Lungs on a chip. Not the kind of chip you eat, but a tiny piece of technology the size of a pen drive. And not a whole lung either, just a handful of alveolar epithelial cells. In fact, that’s the whole point: recreating a cellular microenvironment in vitro to study physiological functions or test the efficacy of particular molecules. For her Master’s project, 24-year-old bioengineering student Yara Proust spent several months immersed in this new and fascinating world.
"I was interested in regenerative medicine," she explains. "My initial plan was to go abroad. I sent off several unsolicited applications but got nowhere." After turning to EPFL’s student support office, IS-Academia, for help, she secured three offers: one in Paris, one in Eindhoven, and one from a Bern-based startup. "I decided on Alveolix almost immediately. We exchanged a few emails and they invited me for a 90-minute interview. As soon as I walked through the door, it just felt right."
A smooth transition to working life
Proust has no regrets about her decision. Officially, Master’s projects should last between four and six months. But Proust spent a full nine months - September to May - at Alveolix, combining a paid internship with her Master’s project and postgraduate research. "The great thing about working at a startup is that it’s a happy medium between school and a job at a big firm. It eases the transition to working life."
Proust spent all of her time doing research. She used the company’s ground-breaking solution to test how cell cultures react when exposed to air and respiratory movement. She also carried out other experiments, examining aspects such as toxicity and viability when the cells respond to different substances or are handled in a particular way. The firm’s lung-on-chip technology is designed primarily to assess the efficacy of certain drugs without the need for animal testing.
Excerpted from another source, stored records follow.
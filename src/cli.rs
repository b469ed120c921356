//! Command-Line Interface (CLI) argument parsing.
//!
//! This module defines the command-line arguments for the application using the
//! `clap` crate. These arguments are parsed at startup and then merged over
//! the `notify-cascade.toml` file, the GitHub Actions inputs and environment
//! variables.

use clap::Parser;
use figment::{
    value::{Dict, Map, Tag, Value},
    Error, Metadata, Profile, Provider,
};
use std::path::PathBuf;

/// Sends one message to Slack, email and a generic webhook.
#[derive(Parser, Debug, Clone, Default)]
#[command(author, version, about, long_about = None)]
pub struct Cli {
    /// Path to the TOML configuration file.
    #[arg(short, long, value_name = "FILE")]
    pub config: Option<PathBuf>,

    /// The notification message.
    #[arg(short, long, value_name = "TEXT")]
    pub message: Option<String>,

    /// The notification title.
    #[arg(short, long, value_name = "TEXT")]
    pub title: Option<String>,

    /// Slack incoming webhook URL.
    #[arg(long, value_name = "URL")]
    pub slack_webhook: Option<String>,

    /// Email recipients, comma separated.
    #[arg(long, value_name = "ADDR")]
    pub email_to: Option<String>,

    /// Generic webhook URL.
    #[arg(long, value_name = "URL")]
    pub webhook_url: Option<String>,

    /// Logging level (e.g. "debug", "warn").
    #[arg(long, value_name = "LEVEL")]
    pub log_level: Option<String>,
}

impl Provider for Cli {
    fn metadata(&self) -> Metadata {
        Metadata::named("Command-Line Arguments")
    }

    fn data(&self) -> Result<Map<Profile, Dict>, Error> {
        let mut dict = Dict::new();

        insert_section(
            &mut dict,
            "core",
            [
                ("message", &self.message),
                ("title", &self.title),
                ("log_level", &self.log_level),
            ],
        );
        insert_section(&mut dict, "slack", [("webhook_url", &self.slack_webhook)]);
        insert_section(&mut dict, "email", [("to", &self.email_to)]);
        insert_section(&mut dict, "webhook", [("url", &self.webhook_url)]);

        let mut map = Map::new();
        map.insert(Profile::Default, dict);
        Ok(map)
    }
}

/// Adds the flags that were given as a nested section; absent flags are left
/// out so they don't shadow lower layers.
fn insert_section<const N: usize>(
    dict: &mut Dict,
    section: &str,
    fields: [(&str, &Option<String>); N],
) {
    let values: Dict = fields
        .into_iter()
        .filter_map(|(key, value)| {
            value
                .as_ref()
                .map(|v| (key.to_string(), Value::from(v.clone())))
        })
        .collect();

    if !values.is_empty() {
        dict.insert(section.to_string(), Value::Dict(Tag::Default, values));
    }
}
In the longer term, patients’ own cells could be used to develop custom treatments.
"It was an amazing learning experience," says Proust. "I got the chance to do a lot of biology work. My studies are much more engineering-focused, so it was good to have that practice. I learned a lot about life as a researcher outside the lab too - analyzing data, attending conferences and weekly progress update meetings, and simply talking to my colleagues." As well as enjoying her time at Alveolix, Proust worked hard. Her efforts paid off when she scooped up second prize for her poster and oral presentation at the 2019 ISAM Congress.
A great place to work
Proust was lucky enough to work under a dedicated and attentive supervisor at the firm. But she relished the human side of the experience as well. "It’s a young, cosmopolitan team involved in an exciting new field," says Proust. "It was a great place to work." She also enjoyed her time in a new city. "I loved living in Bern!" she says enthusiastically. "It’s a compact city - everything’s on your doorstep and there’s lots to see and do. The people are really friendly, too." Proust fully embraced life in Bern, living with Swiss-German housemates and taking a two-month intensive language course. "I’d definitely study Swiss German if I ever went back there," she adds. Proust will graduate on 5 October, so she needs to figure out her next move quickly. With a minor in management, she may take some time to explore her options in that area - but not until after a hard-earned vacation.